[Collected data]

= = = =

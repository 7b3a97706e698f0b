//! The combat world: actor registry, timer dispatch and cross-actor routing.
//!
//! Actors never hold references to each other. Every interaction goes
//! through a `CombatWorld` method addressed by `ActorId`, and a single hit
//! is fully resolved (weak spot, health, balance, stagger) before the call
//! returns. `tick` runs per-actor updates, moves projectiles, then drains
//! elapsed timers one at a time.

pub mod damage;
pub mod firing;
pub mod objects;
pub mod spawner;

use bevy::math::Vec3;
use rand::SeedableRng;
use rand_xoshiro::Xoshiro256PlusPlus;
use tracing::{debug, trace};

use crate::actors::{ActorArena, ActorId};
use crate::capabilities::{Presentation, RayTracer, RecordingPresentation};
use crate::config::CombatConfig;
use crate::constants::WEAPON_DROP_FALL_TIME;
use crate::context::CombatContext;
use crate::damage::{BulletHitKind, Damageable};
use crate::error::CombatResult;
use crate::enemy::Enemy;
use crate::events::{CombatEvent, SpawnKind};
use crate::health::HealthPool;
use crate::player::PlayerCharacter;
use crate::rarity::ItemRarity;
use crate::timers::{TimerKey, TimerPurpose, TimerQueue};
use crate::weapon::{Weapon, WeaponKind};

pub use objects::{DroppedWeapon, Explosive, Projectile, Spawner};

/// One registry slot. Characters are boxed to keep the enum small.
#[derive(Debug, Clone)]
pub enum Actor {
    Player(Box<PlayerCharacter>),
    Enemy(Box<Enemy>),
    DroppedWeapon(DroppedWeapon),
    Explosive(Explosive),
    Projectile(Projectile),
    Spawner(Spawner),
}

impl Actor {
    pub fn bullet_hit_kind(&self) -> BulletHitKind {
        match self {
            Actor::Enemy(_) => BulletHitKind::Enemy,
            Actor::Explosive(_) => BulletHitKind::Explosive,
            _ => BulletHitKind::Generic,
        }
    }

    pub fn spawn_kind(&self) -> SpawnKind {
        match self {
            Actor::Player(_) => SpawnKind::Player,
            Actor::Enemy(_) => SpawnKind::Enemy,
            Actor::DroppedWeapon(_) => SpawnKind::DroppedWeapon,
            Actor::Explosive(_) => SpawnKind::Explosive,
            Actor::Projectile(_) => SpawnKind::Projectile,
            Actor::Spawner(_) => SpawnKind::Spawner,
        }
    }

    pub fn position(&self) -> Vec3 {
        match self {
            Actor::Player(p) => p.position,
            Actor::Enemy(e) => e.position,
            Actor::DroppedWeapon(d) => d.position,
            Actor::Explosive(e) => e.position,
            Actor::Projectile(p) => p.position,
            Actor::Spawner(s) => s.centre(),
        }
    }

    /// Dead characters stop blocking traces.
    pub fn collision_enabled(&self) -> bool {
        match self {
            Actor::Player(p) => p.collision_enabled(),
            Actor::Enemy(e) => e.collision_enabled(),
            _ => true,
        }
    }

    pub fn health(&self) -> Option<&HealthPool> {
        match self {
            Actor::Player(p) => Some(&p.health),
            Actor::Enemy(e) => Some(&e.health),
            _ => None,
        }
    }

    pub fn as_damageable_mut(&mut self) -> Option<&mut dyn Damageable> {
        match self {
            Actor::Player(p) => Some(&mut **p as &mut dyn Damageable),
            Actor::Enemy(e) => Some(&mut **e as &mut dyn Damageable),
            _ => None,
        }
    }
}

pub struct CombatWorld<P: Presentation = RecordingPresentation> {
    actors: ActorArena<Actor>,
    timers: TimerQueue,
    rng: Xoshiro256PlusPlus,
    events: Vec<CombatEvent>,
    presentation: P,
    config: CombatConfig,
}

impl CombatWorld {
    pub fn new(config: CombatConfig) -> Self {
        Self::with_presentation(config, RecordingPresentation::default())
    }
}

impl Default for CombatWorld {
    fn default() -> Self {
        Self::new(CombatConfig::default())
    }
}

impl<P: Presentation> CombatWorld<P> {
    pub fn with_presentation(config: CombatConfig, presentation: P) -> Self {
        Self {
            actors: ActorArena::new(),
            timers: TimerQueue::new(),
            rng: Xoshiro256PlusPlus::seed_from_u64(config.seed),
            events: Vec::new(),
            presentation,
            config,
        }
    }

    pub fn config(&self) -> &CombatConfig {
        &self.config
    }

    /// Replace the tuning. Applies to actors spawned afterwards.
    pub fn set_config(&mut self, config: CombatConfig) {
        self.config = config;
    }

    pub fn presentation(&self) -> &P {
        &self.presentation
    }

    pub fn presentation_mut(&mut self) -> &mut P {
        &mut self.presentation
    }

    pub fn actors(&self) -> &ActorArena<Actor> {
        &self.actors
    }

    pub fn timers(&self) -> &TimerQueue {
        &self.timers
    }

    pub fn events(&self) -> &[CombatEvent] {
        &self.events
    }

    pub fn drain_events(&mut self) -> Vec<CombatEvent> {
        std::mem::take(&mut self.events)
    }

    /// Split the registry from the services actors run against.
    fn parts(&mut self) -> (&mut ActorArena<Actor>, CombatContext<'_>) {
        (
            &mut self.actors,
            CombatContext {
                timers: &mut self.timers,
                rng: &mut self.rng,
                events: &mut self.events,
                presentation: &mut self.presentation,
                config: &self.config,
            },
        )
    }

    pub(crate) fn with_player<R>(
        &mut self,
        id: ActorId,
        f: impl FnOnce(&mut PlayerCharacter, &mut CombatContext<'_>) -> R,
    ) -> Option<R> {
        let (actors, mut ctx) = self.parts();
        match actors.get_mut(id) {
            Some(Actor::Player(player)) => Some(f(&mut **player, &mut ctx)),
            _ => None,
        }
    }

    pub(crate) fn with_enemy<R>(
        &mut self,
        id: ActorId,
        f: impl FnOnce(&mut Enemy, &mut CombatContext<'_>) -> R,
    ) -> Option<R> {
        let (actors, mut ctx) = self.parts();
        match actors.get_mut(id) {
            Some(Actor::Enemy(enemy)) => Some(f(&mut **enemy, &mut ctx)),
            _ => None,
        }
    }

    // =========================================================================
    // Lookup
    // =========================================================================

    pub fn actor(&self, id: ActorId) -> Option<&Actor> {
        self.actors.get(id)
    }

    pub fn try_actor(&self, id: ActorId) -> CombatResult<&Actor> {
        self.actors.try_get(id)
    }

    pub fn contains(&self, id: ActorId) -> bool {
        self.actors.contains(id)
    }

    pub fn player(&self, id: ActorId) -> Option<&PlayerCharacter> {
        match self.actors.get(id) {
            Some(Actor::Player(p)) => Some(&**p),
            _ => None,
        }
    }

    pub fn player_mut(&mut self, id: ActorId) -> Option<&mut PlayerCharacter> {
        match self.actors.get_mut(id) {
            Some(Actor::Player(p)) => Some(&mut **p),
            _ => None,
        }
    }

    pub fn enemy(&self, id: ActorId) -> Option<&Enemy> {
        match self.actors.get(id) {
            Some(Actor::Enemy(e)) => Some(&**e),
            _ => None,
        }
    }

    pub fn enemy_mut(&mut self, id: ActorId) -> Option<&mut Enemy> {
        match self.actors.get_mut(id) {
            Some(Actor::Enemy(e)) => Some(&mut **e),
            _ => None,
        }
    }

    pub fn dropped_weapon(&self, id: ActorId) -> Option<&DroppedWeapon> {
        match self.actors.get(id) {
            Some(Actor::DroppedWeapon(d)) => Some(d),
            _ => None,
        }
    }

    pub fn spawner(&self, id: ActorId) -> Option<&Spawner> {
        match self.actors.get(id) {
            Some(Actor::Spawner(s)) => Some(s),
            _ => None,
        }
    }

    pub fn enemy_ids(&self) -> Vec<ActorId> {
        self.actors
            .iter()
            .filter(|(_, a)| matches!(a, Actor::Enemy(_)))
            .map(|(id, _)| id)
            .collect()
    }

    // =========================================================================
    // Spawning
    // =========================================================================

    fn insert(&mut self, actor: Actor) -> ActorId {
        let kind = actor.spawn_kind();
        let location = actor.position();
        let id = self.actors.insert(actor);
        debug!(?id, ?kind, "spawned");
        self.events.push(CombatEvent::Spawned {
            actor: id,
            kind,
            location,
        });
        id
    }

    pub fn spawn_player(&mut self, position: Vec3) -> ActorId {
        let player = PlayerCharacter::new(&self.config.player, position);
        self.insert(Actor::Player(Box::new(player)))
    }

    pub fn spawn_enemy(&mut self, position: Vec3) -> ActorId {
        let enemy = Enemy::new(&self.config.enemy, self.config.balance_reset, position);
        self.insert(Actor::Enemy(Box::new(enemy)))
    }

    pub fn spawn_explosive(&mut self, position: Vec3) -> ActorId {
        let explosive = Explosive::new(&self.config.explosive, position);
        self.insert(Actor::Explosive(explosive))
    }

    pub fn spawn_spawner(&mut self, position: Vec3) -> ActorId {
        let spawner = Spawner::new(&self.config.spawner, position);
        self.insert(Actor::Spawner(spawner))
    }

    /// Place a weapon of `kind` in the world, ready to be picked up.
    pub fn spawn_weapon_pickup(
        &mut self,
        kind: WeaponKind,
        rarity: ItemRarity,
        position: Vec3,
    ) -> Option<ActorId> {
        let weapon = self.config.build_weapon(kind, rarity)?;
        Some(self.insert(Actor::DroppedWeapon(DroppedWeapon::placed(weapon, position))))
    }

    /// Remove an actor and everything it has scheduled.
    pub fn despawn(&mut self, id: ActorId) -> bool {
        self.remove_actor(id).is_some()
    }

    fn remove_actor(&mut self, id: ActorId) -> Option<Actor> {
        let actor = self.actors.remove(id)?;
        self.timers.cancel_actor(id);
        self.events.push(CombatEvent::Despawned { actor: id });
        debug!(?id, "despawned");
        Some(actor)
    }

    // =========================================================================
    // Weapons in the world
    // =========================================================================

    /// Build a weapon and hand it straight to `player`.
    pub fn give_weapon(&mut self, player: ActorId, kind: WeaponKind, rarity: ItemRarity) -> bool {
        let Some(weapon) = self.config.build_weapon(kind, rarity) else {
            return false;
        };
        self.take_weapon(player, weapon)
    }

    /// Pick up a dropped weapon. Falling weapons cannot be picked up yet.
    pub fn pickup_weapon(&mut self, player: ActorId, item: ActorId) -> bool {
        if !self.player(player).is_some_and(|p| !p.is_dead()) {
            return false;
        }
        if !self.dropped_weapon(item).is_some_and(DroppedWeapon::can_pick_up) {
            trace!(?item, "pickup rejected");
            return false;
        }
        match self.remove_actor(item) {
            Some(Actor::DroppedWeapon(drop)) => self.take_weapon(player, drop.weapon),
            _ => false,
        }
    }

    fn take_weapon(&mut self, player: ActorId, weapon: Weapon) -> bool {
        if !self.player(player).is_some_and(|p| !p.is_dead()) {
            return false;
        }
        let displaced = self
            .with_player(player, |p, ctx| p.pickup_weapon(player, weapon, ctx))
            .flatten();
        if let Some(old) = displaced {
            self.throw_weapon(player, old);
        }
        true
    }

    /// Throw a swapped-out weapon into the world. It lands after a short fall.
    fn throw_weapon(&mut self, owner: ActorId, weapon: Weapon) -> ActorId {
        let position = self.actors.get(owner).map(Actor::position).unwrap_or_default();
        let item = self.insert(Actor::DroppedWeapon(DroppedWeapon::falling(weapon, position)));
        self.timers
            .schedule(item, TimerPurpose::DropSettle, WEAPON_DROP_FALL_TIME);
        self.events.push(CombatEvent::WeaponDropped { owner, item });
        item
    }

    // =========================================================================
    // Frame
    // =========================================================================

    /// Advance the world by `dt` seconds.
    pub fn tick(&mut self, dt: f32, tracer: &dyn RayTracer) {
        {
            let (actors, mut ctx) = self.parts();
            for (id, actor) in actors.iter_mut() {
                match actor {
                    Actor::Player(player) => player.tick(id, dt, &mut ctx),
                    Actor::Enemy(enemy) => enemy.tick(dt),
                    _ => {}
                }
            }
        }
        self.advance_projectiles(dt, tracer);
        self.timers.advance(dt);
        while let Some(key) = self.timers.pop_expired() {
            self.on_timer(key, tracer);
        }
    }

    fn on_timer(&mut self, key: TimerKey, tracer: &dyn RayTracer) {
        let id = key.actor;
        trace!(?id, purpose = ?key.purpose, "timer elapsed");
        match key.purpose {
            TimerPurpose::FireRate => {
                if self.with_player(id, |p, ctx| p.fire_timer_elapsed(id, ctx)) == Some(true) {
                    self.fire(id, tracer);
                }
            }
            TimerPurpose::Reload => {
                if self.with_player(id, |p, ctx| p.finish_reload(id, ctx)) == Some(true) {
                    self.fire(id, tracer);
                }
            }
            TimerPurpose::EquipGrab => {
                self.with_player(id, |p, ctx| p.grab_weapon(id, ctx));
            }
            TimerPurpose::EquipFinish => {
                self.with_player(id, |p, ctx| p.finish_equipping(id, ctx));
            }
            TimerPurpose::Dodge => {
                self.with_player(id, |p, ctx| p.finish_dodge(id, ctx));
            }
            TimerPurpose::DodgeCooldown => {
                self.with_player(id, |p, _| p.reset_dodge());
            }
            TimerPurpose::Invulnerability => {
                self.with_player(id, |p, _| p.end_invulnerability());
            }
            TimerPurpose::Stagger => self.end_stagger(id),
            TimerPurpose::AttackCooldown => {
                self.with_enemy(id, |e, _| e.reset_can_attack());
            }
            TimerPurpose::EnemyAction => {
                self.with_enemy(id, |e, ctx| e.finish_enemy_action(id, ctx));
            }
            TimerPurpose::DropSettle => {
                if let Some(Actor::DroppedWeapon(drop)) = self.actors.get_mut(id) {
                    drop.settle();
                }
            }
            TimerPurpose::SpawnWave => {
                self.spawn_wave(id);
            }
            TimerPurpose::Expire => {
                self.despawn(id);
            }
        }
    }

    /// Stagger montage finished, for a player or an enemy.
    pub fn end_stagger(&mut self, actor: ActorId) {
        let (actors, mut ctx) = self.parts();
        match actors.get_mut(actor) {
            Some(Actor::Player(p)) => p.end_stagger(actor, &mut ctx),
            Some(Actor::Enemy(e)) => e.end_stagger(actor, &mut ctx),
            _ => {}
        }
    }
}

= = = =

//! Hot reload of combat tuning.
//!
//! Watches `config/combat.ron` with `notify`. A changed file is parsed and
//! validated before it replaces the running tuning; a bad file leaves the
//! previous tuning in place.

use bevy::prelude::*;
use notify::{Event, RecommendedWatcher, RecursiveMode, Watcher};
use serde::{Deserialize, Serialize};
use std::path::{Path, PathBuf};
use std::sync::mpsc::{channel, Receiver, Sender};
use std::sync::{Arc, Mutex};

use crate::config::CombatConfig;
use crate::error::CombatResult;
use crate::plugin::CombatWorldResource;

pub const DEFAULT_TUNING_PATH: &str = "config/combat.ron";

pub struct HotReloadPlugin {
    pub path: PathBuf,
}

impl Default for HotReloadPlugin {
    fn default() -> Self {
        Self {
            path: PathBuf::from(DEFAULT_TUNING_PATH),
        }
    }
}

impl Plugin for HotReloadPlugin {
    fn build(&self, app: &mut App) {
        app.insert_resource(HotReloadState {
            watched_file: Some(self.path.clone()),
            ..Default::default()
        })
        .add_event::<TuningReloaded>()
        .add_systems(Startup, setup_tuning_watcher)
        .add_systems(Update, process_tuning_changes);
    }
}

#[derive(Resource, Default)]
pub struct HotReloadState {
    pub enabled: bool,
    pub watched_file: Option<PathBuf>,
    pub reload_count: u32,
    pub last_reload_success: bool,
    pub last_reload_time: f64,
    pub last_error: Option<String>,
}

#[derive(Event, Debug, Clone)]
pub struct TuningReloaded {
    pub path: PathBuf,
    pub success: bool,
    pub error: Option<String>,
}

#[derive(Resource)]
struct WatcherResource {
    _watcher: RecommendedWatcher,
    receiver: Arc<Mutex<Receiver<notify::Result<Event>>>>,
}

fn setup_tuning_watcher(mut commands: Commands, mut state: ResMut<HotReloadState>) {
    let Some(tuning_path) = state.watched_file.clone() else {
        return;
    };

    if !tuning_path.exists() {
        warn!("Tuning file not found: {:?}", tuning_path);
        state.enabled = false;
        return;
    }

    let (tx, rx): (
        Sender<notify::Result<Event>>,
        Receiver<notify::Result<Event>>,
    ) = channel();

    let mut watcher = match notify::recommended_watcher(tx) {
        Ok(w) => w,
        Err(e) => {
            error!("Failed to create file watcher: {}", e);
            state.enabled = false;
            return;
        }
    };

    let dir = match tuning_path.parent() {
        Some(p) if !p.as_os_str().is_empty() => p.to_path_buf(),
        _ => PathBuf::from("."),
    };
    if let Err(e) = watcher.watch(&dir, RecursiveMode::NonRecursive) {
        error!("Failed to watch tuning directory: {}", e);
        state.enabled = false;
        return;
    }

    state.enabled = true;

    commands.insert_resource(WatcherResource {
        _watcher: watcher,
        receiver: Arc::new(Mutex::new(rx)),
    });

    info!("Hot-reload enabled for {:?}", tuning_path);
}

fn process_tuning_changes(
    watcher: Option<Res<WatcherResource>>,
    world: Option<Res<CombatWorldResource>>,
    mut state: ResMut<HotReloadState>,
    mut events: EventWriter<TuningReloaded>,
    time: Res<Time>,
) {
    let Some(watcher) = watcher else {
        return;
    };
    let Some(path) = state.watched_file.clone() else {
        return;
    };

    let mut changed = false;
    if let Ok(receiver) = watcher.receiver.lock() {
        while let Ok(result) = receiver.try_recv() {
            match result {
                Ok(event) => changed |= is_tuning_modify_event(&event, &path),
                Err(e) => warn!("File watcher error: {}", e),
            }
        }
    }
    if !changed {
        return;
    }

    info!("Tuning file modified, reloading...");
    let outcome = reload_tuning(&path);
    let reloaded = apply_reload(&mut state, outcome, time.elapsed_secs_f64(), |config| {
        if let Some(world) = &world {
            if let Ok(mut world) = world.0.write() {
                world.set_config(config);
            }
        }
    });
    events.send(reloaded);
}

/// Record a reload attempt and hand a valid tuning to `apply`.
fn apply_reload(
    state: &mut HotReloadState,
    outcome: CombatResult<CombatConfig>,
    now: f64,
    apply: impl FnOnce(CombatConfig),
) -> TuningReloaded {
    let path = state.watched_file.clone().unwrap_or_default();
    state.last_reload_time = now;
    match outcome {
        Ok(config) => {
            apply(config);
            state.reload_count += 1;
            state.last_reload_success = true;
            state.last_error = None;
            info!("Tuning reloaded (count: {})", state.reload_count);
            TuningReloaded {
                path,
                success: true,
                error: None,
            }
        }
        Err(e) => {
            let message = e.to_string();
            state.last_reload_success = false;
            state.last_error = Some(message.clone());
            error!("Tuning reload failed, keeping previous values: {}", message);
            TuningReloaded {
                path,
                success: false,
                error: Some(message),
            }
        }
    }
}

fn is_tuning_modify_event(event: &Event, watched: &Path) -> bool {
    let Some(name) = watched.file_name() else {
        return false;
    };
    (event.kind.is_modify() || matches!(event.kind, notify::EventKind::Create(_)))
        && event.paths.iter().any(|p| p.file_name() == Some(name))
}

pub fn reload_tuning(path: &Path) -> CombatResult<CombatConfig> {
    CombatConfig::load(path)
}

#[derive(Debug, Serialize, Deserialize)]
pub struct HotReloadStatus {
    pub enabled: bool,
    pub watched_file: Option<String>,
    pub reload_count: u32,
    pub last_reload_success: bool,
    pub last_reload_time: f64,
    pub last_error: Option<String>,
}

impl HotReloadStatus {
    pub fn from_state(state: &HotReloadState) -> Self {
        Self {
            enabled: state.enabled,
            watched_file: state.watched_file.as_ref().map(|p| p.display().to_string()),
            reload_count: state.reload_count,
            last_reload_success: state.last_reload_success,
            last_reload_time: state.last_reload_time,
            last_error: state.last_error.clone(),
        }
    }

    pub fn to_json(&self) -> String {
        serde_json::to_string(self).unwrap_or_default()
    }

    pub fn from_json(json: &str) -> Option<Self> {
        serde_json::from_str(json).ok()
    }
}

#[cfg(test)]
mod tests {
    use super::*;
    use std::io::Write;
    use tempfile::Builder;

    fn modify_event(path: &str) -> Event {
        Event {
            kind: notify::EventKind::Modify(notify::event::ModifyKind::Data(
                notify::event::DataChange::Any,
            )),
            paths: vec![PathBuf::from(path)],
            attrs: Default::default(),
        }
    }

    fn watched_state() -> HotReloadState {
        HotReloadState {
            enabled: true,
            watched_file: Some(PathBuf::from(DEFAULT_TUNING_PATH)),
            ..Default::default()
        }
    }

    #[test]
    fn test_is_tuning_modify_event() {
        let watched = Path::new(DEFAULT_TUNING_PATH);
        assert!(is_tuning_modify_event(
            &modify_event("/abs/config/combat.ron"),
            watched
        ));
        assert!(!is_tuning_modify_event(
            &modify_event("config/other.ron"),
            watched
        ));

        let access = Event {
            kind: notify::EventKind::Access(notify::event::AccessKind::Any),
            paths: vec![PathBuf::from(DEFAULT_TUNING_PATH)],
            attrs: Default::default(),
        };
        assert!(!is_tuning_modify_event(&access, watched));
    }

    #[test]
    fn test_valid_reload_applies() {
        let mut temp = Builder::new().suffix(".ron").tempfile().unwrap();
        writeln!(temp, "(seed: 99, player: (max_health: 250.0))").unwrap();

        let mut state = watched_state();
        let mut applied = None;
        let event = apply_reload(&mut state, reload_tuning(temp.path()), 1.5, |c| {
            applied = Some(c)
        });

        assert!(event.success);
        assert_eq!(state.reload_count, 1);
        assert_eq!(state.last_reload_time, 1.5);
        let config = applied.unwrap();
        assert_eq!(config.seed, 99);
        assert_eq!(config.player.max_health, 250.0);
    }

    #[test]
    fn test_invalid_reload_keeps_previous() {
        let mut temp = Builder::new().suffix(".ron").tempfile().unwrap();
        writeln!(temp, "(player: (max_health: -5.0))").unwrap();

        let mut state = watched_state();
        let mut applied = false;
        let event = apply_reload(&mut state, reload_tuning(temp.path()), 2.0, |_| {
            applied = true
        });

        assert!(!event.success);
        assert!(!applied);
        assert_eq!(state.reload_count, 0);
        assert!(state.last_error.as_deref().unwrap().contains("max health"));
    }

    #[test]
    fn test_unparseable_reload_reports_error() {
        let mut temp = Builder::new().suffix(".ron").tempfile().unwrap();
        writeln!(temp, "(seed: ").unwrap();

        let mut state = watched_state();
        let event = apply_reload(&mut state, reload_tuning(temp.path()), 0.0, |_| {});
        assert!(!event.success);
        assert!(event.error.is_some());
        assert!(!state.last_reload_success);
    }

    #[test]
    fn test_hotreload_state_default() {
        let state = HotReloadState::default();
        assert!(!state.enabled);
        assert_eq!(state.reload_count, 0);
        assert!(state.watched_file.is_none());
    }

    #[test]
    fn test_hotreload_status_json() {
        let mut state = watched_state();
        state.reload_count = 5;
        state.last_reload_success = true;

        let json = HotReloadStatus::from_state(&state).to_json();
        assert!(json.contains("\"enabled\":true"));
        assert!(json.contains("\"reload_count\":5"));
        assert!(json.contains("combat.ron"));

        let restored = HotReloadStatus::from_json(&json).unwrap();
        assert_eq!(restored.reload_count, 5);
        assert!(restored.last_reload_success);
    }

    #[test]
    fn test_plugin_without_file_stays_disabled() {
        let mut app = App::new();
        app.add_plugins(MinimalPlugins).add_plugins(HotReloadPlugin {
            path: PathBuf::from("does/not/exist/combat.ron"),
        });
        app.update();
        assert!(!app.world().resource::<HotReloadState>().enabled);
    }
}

= = = =

:: What is expected ::
All lines with the string "HealthPool" must be copied from the data.

:: Response below ::
use crate::health::HealthPool;
    pub fn health(&self) -> Option<&HealthPool> {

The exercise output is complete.